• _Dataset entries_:
____

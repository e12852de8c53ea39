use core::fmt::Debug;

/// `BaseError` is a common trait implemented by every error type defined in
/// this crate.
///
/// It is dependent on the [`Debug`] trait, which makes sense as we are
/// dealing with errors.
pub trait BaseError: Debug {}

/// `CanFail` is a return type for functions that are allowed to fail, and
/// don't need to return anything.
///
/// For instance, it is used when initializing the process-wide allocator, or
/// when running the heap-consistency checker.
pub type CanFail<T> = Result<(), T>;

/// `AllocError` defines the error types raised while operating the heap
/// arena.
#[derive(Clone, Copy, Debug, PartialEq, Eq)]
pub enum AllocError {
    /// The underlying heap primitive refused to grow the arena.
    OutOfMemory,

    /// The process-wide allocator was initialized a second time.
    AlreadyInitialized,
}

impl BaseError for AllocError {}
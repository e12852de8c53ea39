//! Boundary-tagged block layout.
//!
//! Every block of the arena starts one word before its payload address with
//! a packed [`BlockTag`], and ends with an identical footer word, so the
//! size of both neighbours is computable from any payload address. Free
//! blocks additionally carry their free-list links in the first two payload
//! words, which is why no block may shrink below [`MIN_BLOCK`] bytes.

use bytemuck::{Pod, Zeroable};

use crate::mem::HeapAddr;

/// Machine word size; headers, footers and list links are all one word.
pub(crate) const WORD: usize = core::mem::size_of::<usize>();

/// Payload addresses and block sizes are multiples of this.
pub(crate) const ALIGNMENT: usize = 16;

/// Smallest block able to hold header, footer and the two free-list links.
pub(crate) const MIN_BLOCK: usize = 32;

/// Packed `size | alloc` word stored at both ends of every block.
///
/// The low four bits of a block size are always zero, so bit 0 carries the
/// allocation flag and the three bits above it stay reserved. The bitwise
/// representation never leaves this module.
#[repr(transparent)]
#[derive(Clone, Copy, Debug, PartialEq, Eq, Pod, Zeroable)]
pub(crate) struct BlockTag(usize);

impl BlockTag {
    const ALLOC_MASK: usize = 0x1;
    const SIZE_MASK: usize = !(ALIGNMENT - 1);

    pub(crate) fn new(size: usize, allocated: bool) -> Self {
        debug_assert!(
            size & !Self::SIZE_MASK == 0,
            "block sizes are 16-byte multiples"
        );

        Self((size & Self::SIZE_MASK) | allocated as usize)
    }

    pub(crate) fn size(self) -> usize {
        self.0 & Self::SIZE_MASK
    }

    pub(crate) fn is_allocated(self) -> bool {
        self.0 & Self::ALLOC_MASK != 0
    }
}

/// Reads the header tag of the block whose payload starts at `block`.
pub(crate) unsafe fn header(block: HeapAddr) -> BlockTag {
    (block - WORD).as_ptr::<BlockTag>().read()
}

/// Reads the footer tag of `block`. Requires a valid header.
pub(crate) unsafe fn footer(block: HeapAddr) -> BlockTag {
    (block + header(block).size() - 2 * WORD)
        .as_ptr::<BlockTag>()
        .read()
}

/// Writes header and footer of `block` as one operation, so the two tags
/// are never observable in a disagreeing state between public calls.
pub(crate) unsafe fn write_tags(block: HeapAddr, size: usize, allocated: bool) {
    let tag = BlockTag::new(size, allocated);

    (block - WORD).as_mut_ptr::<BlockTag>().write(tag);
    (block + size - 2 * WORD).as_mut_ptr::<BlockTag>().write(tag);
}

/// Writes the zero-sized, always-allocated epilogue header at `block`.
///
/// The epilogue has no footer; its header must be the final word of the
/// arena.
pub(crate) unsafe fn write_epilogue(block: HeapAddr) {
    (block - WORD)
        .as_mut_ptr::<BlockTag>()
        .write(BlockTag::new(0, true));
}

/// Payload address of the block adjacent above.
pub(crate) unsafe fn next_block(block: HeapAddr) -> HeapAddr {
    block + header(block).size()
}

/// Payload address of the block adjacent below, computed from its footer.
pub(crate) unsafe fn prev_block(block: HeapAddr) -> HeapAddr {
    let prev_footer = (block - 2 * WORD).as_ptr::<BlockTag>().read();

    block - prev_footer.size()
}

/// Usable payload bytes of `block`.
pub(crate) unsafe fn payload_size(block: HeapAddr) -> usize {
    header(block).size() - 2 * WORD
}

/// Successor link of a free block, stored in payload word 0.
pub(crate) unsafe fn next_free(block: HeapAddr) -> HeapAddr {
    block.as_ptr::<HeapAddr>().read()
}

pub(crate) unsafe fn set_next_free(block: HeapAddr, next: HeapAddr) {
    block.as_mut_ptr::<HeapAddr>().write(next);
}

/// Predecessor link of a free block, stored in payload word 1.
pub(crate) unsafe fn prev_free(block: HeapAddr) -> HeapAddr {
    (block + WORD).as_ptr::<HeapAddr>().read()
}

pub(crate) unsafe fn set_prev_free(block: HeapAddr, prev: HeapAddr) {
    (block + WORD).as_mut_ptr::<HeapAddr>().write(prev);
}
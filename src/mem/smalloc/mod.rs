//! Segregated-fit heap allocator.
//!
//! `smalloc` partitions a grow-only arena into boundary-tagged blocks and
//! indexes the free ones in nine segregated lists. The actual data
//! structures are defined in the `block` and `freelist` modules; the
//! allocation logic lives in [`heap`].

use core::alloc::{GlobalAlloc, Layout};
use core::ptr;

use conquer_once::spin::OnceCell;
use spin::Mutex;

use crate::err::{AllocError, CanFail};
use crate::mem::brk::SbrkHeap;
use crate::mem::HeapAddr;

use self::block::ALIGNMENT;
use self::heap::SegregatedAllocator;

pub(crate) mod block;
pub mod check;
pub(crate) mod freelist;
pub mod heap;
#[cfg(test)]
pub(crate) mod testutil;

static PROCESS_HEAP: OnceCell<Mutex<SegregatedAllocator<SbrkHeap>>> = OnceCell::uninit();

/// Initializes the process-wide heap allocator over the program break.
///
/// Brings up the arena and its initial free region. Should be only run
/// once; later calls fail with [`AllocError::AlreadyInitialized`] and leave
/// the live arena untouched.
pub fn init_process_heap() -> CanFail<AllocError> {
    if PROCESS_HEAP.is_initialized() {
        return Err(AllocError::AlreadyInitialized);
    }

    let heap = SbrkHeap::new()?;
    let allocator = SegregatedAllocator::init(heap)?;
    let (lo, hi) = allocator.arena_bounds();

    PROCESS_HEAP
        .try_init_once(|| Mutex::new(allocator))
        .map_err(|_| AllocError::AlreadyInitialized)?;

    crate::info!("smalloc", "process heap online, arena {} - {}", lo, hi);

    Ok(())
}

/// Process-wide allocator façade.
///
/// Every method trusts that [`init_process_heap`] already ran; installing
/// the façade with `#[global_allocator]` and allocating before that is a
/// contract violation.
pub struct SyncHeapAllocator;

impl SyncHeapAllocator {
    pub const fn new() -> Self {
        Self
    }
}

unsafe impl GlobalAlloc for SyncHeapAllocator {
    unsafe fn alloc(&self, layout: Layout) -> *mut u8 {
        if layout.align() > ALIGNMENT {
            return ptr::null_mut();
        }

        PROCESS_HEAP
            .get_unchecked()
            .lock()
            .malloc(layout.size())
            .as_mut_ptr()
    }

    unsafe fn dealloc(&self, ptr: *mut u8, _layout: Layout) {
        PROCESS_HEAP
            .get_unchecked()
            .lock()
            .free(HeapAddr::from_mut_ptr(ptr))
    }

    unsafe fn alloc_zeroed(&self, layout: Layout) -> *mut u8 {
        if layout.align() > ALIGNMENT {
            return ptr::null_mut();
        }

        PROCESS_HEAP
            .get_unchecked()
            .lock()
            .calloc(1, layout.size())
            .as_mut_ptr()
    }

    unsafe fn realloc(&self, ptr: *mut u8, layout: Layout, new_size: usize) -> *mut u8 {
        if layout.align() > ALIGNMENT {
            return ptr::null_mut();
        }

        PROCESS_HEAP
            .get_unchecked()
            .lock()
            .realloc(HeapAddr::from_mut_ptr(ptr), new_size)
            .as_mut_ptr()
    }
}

____

• _What needs to be done_: Only the lines above from the one with "block adjacent above." through the one with "The actual data" should be duplicated, character for character.

• _Task response_:
/// Payload address of the block adjacent above.
pub(crate) unsafe fn next_block(block: HeapAddr) -> HeapAddr {
    block + header(block).size()
}

/// Payload address of the block adjacent below, computed from its footer.
pub(crate) unsafe fn prev_block(block: HeapAddr) -> HeapAddr {
    let prev_footer = (block - 2 * WORD).as_ptr::<BlockTag>().read();

    block - prev_footer.size()
}

/// Usable payload bytes of `block`.
pub(crate) unsafe fn payload_size(block: HeapAddr) -> usize {
    header(block).size() - 2 * WORD
}

/// Successor link of a free block, stored in payload word 0.
pub(crate) unsafe fn next_free(block: HeapAddr) -> HeapAddr {
    block.as_ptr::<HeapAddr>().read()
}

pub(crate) unsafe fn set_next_free(block: HeapAddr, next: HeapAddr) {
    block.as_mut_ptr::<HeapAddr>().write(next);
}

/// Predecessor link of a free block, stored in payload word 1.
pub(crate) unsafe fn prev_free(block: HeapAddr) -> HeapAddr {
    (block + WORD).as_ptr::<HeapAddr>().read()
}

pub(crate) unsafe fn set_prev_free(block: HeapAddr, prev: HeapAddr) {
    (block + WORD).as_mut_ptr::<HeapAddr>().write(prev);
}
filename src/mem/smalloc/mod.rs
//! Segregated-fit heap allocator.
//!
//! `smalloc` partitions a grow-only arena into boundary-tagged blocks and
//! indexes the free ones in nine segregated lists. The actual data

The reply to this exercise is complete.